**What to produce**
Retype each entry below precisely as it reads.

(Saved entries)
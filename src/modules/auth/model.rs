use serde::{Deserialize, Serialize};
use utoipa::ToSchema;
use validator::Validate;

use crate::modules::users::model::{User, UserRole};
use crate::validator::validate_password_strength;

/// JWT claims. The session token carries the caller's id, role, and active
/// flag so every request is evaluated against an explicit context.
#[derive(Debug, Serialize, Deserialize)]
pub struct Claims {
    pub sub: String,
    pub email: String,
    pub role: UserRole,
    pub is_active: bool,
    pub exp: usize,
    pub iat: usize,
}

#[derive(Debug, Deserialize, Validate, ToSchema)]
pub struct LoginRequest {
    #[validate(email(message = "email must be a valid email"))]
    pub email: String,
    #[validate(length(min = 1, message = "password must not be empty"))]
    pub password: String,
}

#[derive(Debug, Serialize, ToSchema)]
pub struct LoginResponse {
    pub access_token: String,
    pub user: User,
}

#[derive(Debug, Deserialize, Validate, ToSchema)]
pub struct RegisterRequest {
    #[validate(length(min = 1, message = "first_name must not be empty"))]
    pub first_name: String,
    #[validate(length(min = 1, message = "last_name must not be empty"))]
    pub last_name: String,
    #[validate(email(message = "email must be a valid email"))]
    pub email: String,
    #[validate(custom(function = validate_password_strength))]
    pub password: String,
}
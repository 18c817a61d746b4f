//! Request extractors for cross-cutting concerns.
//!
//! - [`auth`]: JWT validation and the [`auth::CurrentUser`] context passed
//!   explicitly into every service call
//! - [`request_meta`]: client ip / user agent captured for audit entries

pub mod auth;
pub mod request_meta;
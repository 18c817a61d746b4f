use axum::Router;
use axum::body::Body;
use axum::http::Request;
use http_body_util::BodyExt;
use serde_json::json;
use sqlx::PgPool;
use tower::ServiceExt;
use uuid::Uuid;

use rollbook::config::cors::CorsConfig;
use rollbook::config::jwt::JwtConfig;
use rollbook::modules::users::model::UserRole;
use rollbook::router::init_router;
use rollbook::state::AppState;
use rollbook::utils::password::hash_password;

pub fn setup_test_app(pool: PgPool) -> Router {
    dotenvy::dotenv().ok();
    let state = AppState {
        db: pool,
        jwt_config: JwtConfig::from_env(),
        cors_config: CorsConfig::from_env(),
    };
    init_router(state)
}

#[allow(dead_code)]
pub struct TestUser {
    pub id: Uuid,
    pub email: String,
    pub password: String,
}

/// Inserts a user directly. `role` is "admin" or "user".
pub async fn create_test_user(pool: &PgPool, email: &str, password: &str, role: &str) -> TestUser {
    create_test_user_with_active(pool, email, password, role, true).await
}

#[allow(dead_code)]
pub async fn create_test_user_with_active(
    pool: &PgPool,
    email: &str,
    password: &str,
    role: &str,
    is_active: bool,
) -> TestUser {
    let hashed = hash_password(password).unwrap();

    let role = match role {
        "admin" => UserRole::Admin,
        "user" => UserRole::User,
        other => panic!("Invalid role: {}", other),
    };

    let id = sqlx::query_scalar::<_, Uuid>(
        "INSERT INTO users (email, password, first_name, last_name, role, is_active)
         VALUES ($1, $2, 'Test', 'User', $3, $4)
         RETURNING id",
    )
    .bind(email)
    .bind(&hashed)
    .bind(role)
    .bind(is_active)
    .fetch_one(pool)
    .await
    .unwrap();

    TestUser {
        id,
        email: email.to_string(),
        password: password.to_string(),
    }
}

/// Inserts a student row directly, bypassing the API.
#[allow(dead_code)]
pub async fn insert_test_student(
    pool: &PgPool,
    student_id: &str,
    email: &str,
    status: &str,
    gpa: Option<f64>,
    program: &str,
    year: i32,
    created_by: Option<Uuid>,
) -> Uuid {
    sqlx::query_scalar::<_, Uuid>(
        "INSERT INTO students (student_id, first_name, last_name, email, gender,
             department, program, year, semester, status, gpa, created_by_id)
         VALUES ($1, 'Student', 'Test', $2, 'other', $3, $3, $4, 1, $5::student_status, $6, $7)
         RETURNING id",
    )
    .bind(student_id)
    .bind(email)
    .bind(program)
    .bind(year)
    .bind(status)
    .bind(gpa)
    .bind(created_by)
    .fetch_one(pool)
    .await
    .unwrap()
}

pub async fn get_auth_token(app: &Router, email: &str, password: &str) -> String {
    let request = Request::builder()
        .method("POST")
        .uri("/api/auth/login")
        .header("content-type", "application/json")
        .body(Body::from(
            serde_json::to_string(&json!({
                "email": email,
                "password": password
            }))
            .unwrap(),
        ))
        .unwrap();

    let response = app.clone().oneshot(request).await.unwrap();
    let body = response_json(response).await;
    body["access_token"]
        .as_str()
        .expect("login response should contain access_token")
        .to_string()
}

pub async fn response_json(response: axum::response::Response) -> serde_json::Value {
    let body = response.into_body().collect().await.unwrap().to_bytes();
    serde_json::from_slice(&body).unwrap()
}

pub fn generate_unique_email() -> String {
    format!("test-{}@test.com", Uuid::new_v4())
}

/// A complete, valid student creation payload.
#[allow(dead_code)]
pub fn student_payload(student_id: &str, email: &str) -> serde_json::Value {
    json!({
        "student_id": student_id,
        "first_name": "Ada",
        "last_name": "Lovelace",
        "email": email,
        "phone": "+212-600-000-000",
        "date_of_birth": "2003-04-15",
        "gender": "female",
        "address": "1 Analytical Engine Way",
        "department": "Engineering",
        "program": "Computer Science",
        "year": 2,
        "semester": 1,
        "enrollment_date": "2023-09-01",
        "gpa": 3.6,
        "status": "active"
    })
}

#[allow(dead_code)]
pub fn authed_get(uri: &str, token: &str) -> Request<Body> {
    Request::builder()
        .method("GET")
        .uri(uri)
        .header("authorization", format!("Bearer {}", token))
        .body(Body::empty())
        .unwrap()
}

#[allow(dead_code)]
pub fn authed_json(method: &str, uri: &str, token: &str, body: &serde_json::Value) -> Request<Body> {
    Request::builder()
        .method(method)
        .uri(uri)
        .header("content-type", "application/json")
        .header("authorization", format!("Bearer {}", token))
        .body(Body::from(serde_json::to_string(body).unwrap()))
        .unwrap()
}

#[allow(dead_code)]
pub fn authed_delete(uri: &str, token: &str) -> Request<Body> {
    Request::builder()
        .method("DELETE")
        .uri(uri)
        .header("authorization", format!("Bearer {}", token))
        .body(Body::empty())
        .unwrap()
}

/// Counts audit rows with the given action tag.
#[allow(dead_code)]
pub async fn count_audit_entries(pool: &PgPool, action: &str) -> i64 {
    sqlx::query_scalar::<_, i64>("SELECT COUNT(*) FROM security_logs WHERE action = $1")
        .bind(action)
        .fetch_one(pool)
        .await
        .unwrap()
}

**Written solution**
filename src/modules/auth/model.rs
use serde::{Deserialize, Serialize};
use utoipa::ToSchema;
use validator::Validate;

use crate::modules::users::model::{User, UserRole};
use crate::validator::validate_password_strength;

/// JWT claims. The session token carries the caller's id, role, and active
/// flag so every request is evaluated against an explicit context.
#[derive(Debug, Serialize, Deserialize)]
pub struct Claims {
    pub sub: String,
    pub email: String,
    pub role: UserRole,
    pub is_active: bool,
    pub exp: usize,
    pub iat: usize,
}

#[derive(Debug, Deserialize, Validate, ToSchema)]
pub struct LoginRequest {
    #[validate(email(message = "email must be a valid email"))]
    pub email: String,
    #[validate(length(min = 1, message = "password must not be empty"))]
    pub password: String,
}

#[derive(Debug, Serialize, ToSchema)]
pub struct LoginResponse {
    pub access_token: String,
    pub user: User,
}

#[derive(Debug, Deserialize, Validate, ToSchema)]
pub struct RegisterRequest {
    #[validate(length(min = 1, message = "first_name must not be empty"))]
    pub first_name: String,
    #[validate(length(min = 1, message = "last_name must not be empty"))]
    pub last_name: String,
    #[validate(email(message = "email must be a valid email"))]
    pub email: String,
    #[validate(custom(function = validate_password_strength))]
    pub password: String,
}
repository 18c817a61d746b4f
//! Request extractors for cross-cutting concerns.
//!
//! - [`auth`]: JWT validation and the [`auth::CurrentUser`] context passed
//!   explicitly into every service call
//! - [`request_meta`]: client ip / user agent captured for audit entries

pub mod auth;
pub mod request_meta;
repository 18c817a61d746b4f
use axum::Router;
use axum::body::Body;
use axum::http::Request;
use http_body_util::BodyExt;
use serde_json::json;
use sqlx::PgPool;
use tower::ServiceExt;
use uuid::Uuid;

use rollbook::config::cors::CorsConfig;
use rollbook::config::jwt::JwtConfig;
use rollbook::modules::users::model::UserRole;
use rollbook::router::init_router;
use rollbook::state::AppState;
use rollbook::utils::password::hash_password;

pub fn setup_test_app(pool: PgPool) -> Router {
    dotenvy::dotenv().ok();
    let state = AppState {
        db: pool,
        jwt_config: JwtConfig::from_env(),
        cors_config: CorsConfig::from_env(),
    };
    init_router(state)
}

#[allow(dead_code)]
pub struct TestUser {
    pub id: Uuid,
    pub email: String,
    pub password: String,
}

/// Inserts a user directly. `role` is "admin" or "user".
pub async fn create_test_user(pool: &PgPool, email: &str, password: &str, role: &str) -> TestUser {
    create_test_user_with_active(pool, email, password, role, true).await
}

#[allow(dead_code)]
pub async fn create_test_user_with_active(
    pool: &PgPool,
    email: &str,
    password: &str,
    role: &str,
    is_active: bool,
) -> TestUser {
    let hashed = hash_password(password).unwrap();

    let role = match role {
        "admin" => UserRole::Admin,
        "user" => UserRole::User,
        other => panic!("Invalid role: {}", other),
    };

    let id = sqlx::query_scalar::<_, Uuid>(
        "INSERT INTO users (email, password, first_name, last_name, role, is_active)
         VALUES ($1, $2, 'Test', 'User', $3, $4)
         RETURNING id",
    )
    .bind(email)
    .bind(&hashed)
    .bind(role)
    .bind(is_active)
    .fetch_one(pool)
    .await
    .unwrap();

    TestUser {
        id,
        email: email.to_string(),
        password: password.to_string(),
    }
}

/// Inserts a student row directly, bypassing the API.
#[allow(dead_code)]
pub async fn insert_test_student(
    pool: &PgPool,
    student_id: &str,
    email: &str,
    status: &str,
    gpa: Option<f64>,
    program: &str,
    year: i32,
    created_by: Option<Uuid>,
) -> Uuid {
    sqlx::query_scalar::<_, Uuid>(
        "INSERT INTO students (student_id, first_name, last_name, email, gender,
             department, program, year, semester, status, gpa, created_by_id)
         VALUES ($1, 'Student', 'Test', $2, 'other', $3, $3, $4, 1, $5::student_status, $6, $7)
         RETURNING id",
    )
    .bind(student_id)
    .bind(email)
    .bind(program)
    .bind(year)
    .bind(status)
    .bind(gpa)
    .bind(created_by)
    .fetch_one(pool)
    .await
    .unwrap()
}

pub async fn get_auth_token(app: &Router, email: &str, password: &str) -> String {
    let request = Request::builder()
        .method("POST")
        .uri("/api/auth/login")
        .header("content-type", "application/json")
        .body(Body::from(
            serde_json::to_string(&json!({
                "email": email,
                "password": password
            }))
            .unwrap(),
        ))
        .unwrap();

    let response = app.clone().oneshot(request).await.unwrap();
    let body = response_json(response).await;
    body["access_token"]
        .as_str()
        .expect("login response should contain access_token")
        .to_string()
}

pub async fn response_json(response: axum::response::Response) -> serde_json::Value {
    let body = response.into_body().collect().await.unwrap().to_bytes();
    serde_json::from_slice(&body).unwrap()
}

pub fn generate_unique_email() -> String {
    format!("test-{}@test.com", Uuid::new_v4())
}

/// A complete, valid student creation payload.
#[allow(dead_code)]
pub fn student_payload(student_id: &str, email: &str) -> serde_json::Value {
    json!({
        "student_id": student_id,
        "first_name": "Ada",
        "last_name": "Lovelace",
        "email": email,
        "phone": "+212-600-000-000",
        "date_of_birth": "2003-04-15",
        "gender": "female",
        "address": "1 Analytical Engine Way",
        "department": "Engineering",
        "program": "Computer Science",
        "year": 2,
        "semester": 1,
        "enrollment_date": "2023-09-01",
        "gpa": 3.6,
        "status": "active"
    })
}

#[allow(dead_code)]
pub fn authed_get(uri: &str, token: &str) -> Request<Body> {
    Request::builder()
        .method("GET")
        .uri(uri)
        .header("authorization", format!("Bearer {}", token))
        .body(Body::empty())
        .unwrap()
}

#[allow(dead_code)]
pub fn authed_json(method: &str, uri: &str, token: &str, body: &serde_json::Value) -> Request<Body> {
    Request::builder()
        .method(method)
        .uri(uri)
        .header("content-type", "application/json")
        .header("authorization", format!("Bearer {}", token))
        .body(Body::from(serde_json::to_string(body).unwrap()))
        .unwrap()
}

#[allow(dead_code)]
pub fn authed_delete(uri: &str, token: &str) -> Request<Body> {
    Request::builder()
        .method("DELETE")
        .uri(uri)
        .header("authorization", format!("Bearer {}", token))
        .body(Body::empty())
        .unwrap()
}

/// Counts audit rows with the given action tag.
#[allow(dead_code)]
pub async fn count_audit_entries(pool: &PgPool, action: &str) -> i64 {
    sqlx::query_scalar::<_, i64>("SELECT COUNT(*) FROM security_logs WHERE action = $1")
        .bind(action)
        .fetch_one(pool)
        .await
        .unwrap()
}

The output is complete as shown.